PROBLEM TO WORK ON
Write out all of the entries, matching the original exactly.

..............................

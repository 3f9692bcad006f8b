use anyhow::{anyhow, Result};
use log::debug;
use satls_challenges::satisfiability::{Challenge, Difficulty, Formula};
use satls_structs::config::InstanceConfig;
use satls_utils::u8s_from_str;
use std::{
    fs,
    path::{Path, PathBuf},
    sync::Arc,
};

pub const DOMAIN: &str = "SAT";

/// Immutable instance data shared by every trial of an experiment.
#[derive(Debug, Clone)]
pub struct LoadedInstance {
    pub domain: String,
    pub instance_id: String,
    pub formula: Arc<Formula>,
}

pub trait InstanceLoader: Sync {
    fn load(&self, instance_id: &str) -> Result<LoadedInstance>;
}

/// Random 3-SAT instances, seeded by the hash of the instance id.
#[derive(Debug, Clone)]
pub struct GeneratedInstanceLoader {
    difficulty: Difficulty,
}

impl GeneratedInstanceLoader {
    pub fn new(difficulty: Difficulty) -> Self {
        Self { difficulty }
    }
}

impl InstanceLoader for GeneratedInstanceLoader {
    fn load(&self, instance_id: &str) -> Result<LoadedInstance> {
        check_instance_id(instance_id)?;
        let challenge = Challenge::generate_instance(&u8s_from_str(instance_id), &self.difficulty)?;
        debug!(
            "generated instance '{}' with {} variables and {} clauses",
            instance_id,
            challenge.num_variables,
            challenge.num_clauses()
        );
        Ok(LoadedInstance {
            domain: DOMAIN.to_string(),
            instance_id: instance_id.to_string(),
            formula: Arc::new(Formula::try_from(&challenge)?),
        })
    }
}

/// DIMACS CNF files stored as `<directory>/<instance_id>.cnf`.
#[derive(Debug, Clone)]
pub struct DimacsInstanceLoader {
    directory: PathBuf,
}

impl DimacsInstanceLoader {
    pub fn new(directory: impl Into<PathBuf>) -> Self {
        Self {
            directory: directory.into(),
        }
    }

    pub fn path_for(&self, instance_id: &str) -> PathBuf {
        self.directory.join(format!("{}.cnf", instance_id))
    }
}

impl InstanceLoader for DimacsInstanceLoader {
    fn load(&self, instance_id: &str) -> Result<LoadedInstance> {
        check_instance_id(instance_id)?;
        let path = self.path_for(instance_id);
        let challenge = load_dimacs(&path)?;
        debug!(
            "loaded instance '{}' from {}",
            instance_id,
            path.display()
        );
        Ok(LoadedInstance {
            domain: DOMAIN.to_string(),
            instance_id: instance_id.to_string(),
            formula: Arc::new(Formula::try_from(&challenge)?),
        })
    }
}

pub fn load_dimacs(path: &Path) -> Result<Challenge> {
    let text = fs::read_to_string(path)
        .map_err(|e| anyhow!("Failed to read instance file {}: {}", path.display(), e))?;
    Challenge::from_dimacs(&text)
        .map_err(|e| anyhow!("Failed to parse instance file {}: {}", path.display(), e))
}

pub fn loader_for(instance: &InstanceConfig, instances_dir: &Path) -> Box<dyn InstanceLoader> {
    match instance {
        InstanceConfig::Generated { difficulty, .. } => {
            Box::new(GeneratedInstanceLoader::new(*difficulty))
        }
        InstanceConfig::Dimacs { .. } => Box::new(DimacsInstanceLoader::new(instances_dir)),
    }
}

fn check_instance_id(instance_id: &str) -> Result<()> {
    if instance_id.is_empty()
        || instance_id
            .chars()
            .any(|c| c == '/' || c == '\\' || c.is_whitespace())
        || instance_id.starts_with('.')
    {
        return Err(anyhow!("Invalid instance id '{}'", instance_id));
    }
    Ok(())
}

..............................

YOUR RESPONSE
repository 3f9692bcad006f8b
use anyhow::{anyhow, Result};
use log::debug;
use satls_challenges::satisfiability::{Challenge, Difficulty, Formula};
use satls_structs::config::InstanceConfig;
use satls_utils::u8s_from_str;
use std::{
    fs,
    path::{Path, PathBuf},
    sync::Arc,
};

pub const DOMAIN: &str = "SAT";

/// Immutable instance data shared by every trial of an experiment.
#[derive(Debug, Clone)]
pub struct LoadedInstance {
    pub domain: String,
    pub instance_id: String,
    pub formula: Arc<Formula>,
}

pub trait InstanceLoader: Sync {
    fn load(&self, instance_id: &str) -> Result<LoadedInstance>;
}

/// Random 3-SAT instances, seeded by the hash of the instance id.
#[derive(Debug, Clone)]
pub struct GeneratedInstanceLoader {
    difficulty: Difficulty,
}

impl GeneratedInstanceLoader {
    pub fn new(difficulty: Difficulty) -> Self {
        Self { difficulty }
    }
}

impl InstanceLoader for GeneratedInstanceLoader {
    fn load(&self, instance_id: &str) -> Result<LoadedInstance> {
        check_instance_id(instance_id)?;
        let challenge = Challenge::generate_instance(&u8s_from_str(instance_id), &self.difficulty)?;
        debug!(
            "generated instance '{}' with {} variables and {} clauses",
            instance_id,
            challenge.num_variables,
            challenge.num_clauses()
        );
        Ok(LoadedInstance {
            domain: DOMAIN.to_string(),
            instance_id: instance_id.to_string(),
            formula: Arc::new(Formula::try_from(&challenge)?),
        })
    }
}

/// DIMACS CNF files stored as `<directory>/<instance_id>.cnf`.
#[derive(Debug, Clone)]
pub struct DimacsInstanceLoader {
    directory: PathBuf,
}

impl DimacsInstanceLoader {
    pub fn new(directory: impl Into<PathBuf>) -> Self {
        Self {
            directory: directory.into(),
        }
    }

    pub fn path_for(&self, instance_id: &str) -> PathBuf {
        self.directory.join(format!("{}.cnf", instance_id))
    }
}

impl InstanceLoader for DimacsInstanceLoader {
    fn load(&self, instance_id: &str) -> Result<LoadedInstance> {
        check_instance_id(instance_id)?;
        let path = self.path_for(instance_id);
        let challenge = load_dimacs(&path)?;
        debug!(
            "loaded instance '{}' from {}",
            instance_id,
            path.display()
        );
        Ok(LoadedInstance {
            domain: DOMAIN.to_string(),
            instance_id: instance_id.to_string(),
            formula: Arc::new(Formula::try_from(&challenge)?),
        })
    }
}

pub fn load_dimacs(path: &Path) -> Result<Challenge> {
    let text = fs::read_to_string(path)
        .map_err(|e| anyhow!("Failed to read instance file {}: {}", path.display(), e))?;
    Challenge::from_dimacs(&text)
        .map_err(|e| anyhow!("Failed to parse instance file {}: {}", path.display(), e))
}

pub fn loader_for(instance: &InstanceConfig, instances_dir: &Path) -> Box<dyn InstanceLoader> {
    match instance {
        InstanceConfig::Generated { difficulty, .. } => {
            Box::new(GeneratedInstanceLoader::new(*difficulty))
        }
        InstanceConfig::Dimacs { .. } => Box::new(DimacsInstanceLoader::new(instances_dir)),
    }
}

fn check_instance_id(instance_id: &str) -> Result<()> {
    if instance_id.is_empty()
        || instance_id
            .chars()
            .any(|c| c == '/' || c == '\\' || c.is_whitespace())
        || instance_id.starts_with('.')
    {
        return Err(anyhow!("Invalid instance id '{}'", instance_id));
    }
    Ok(())
}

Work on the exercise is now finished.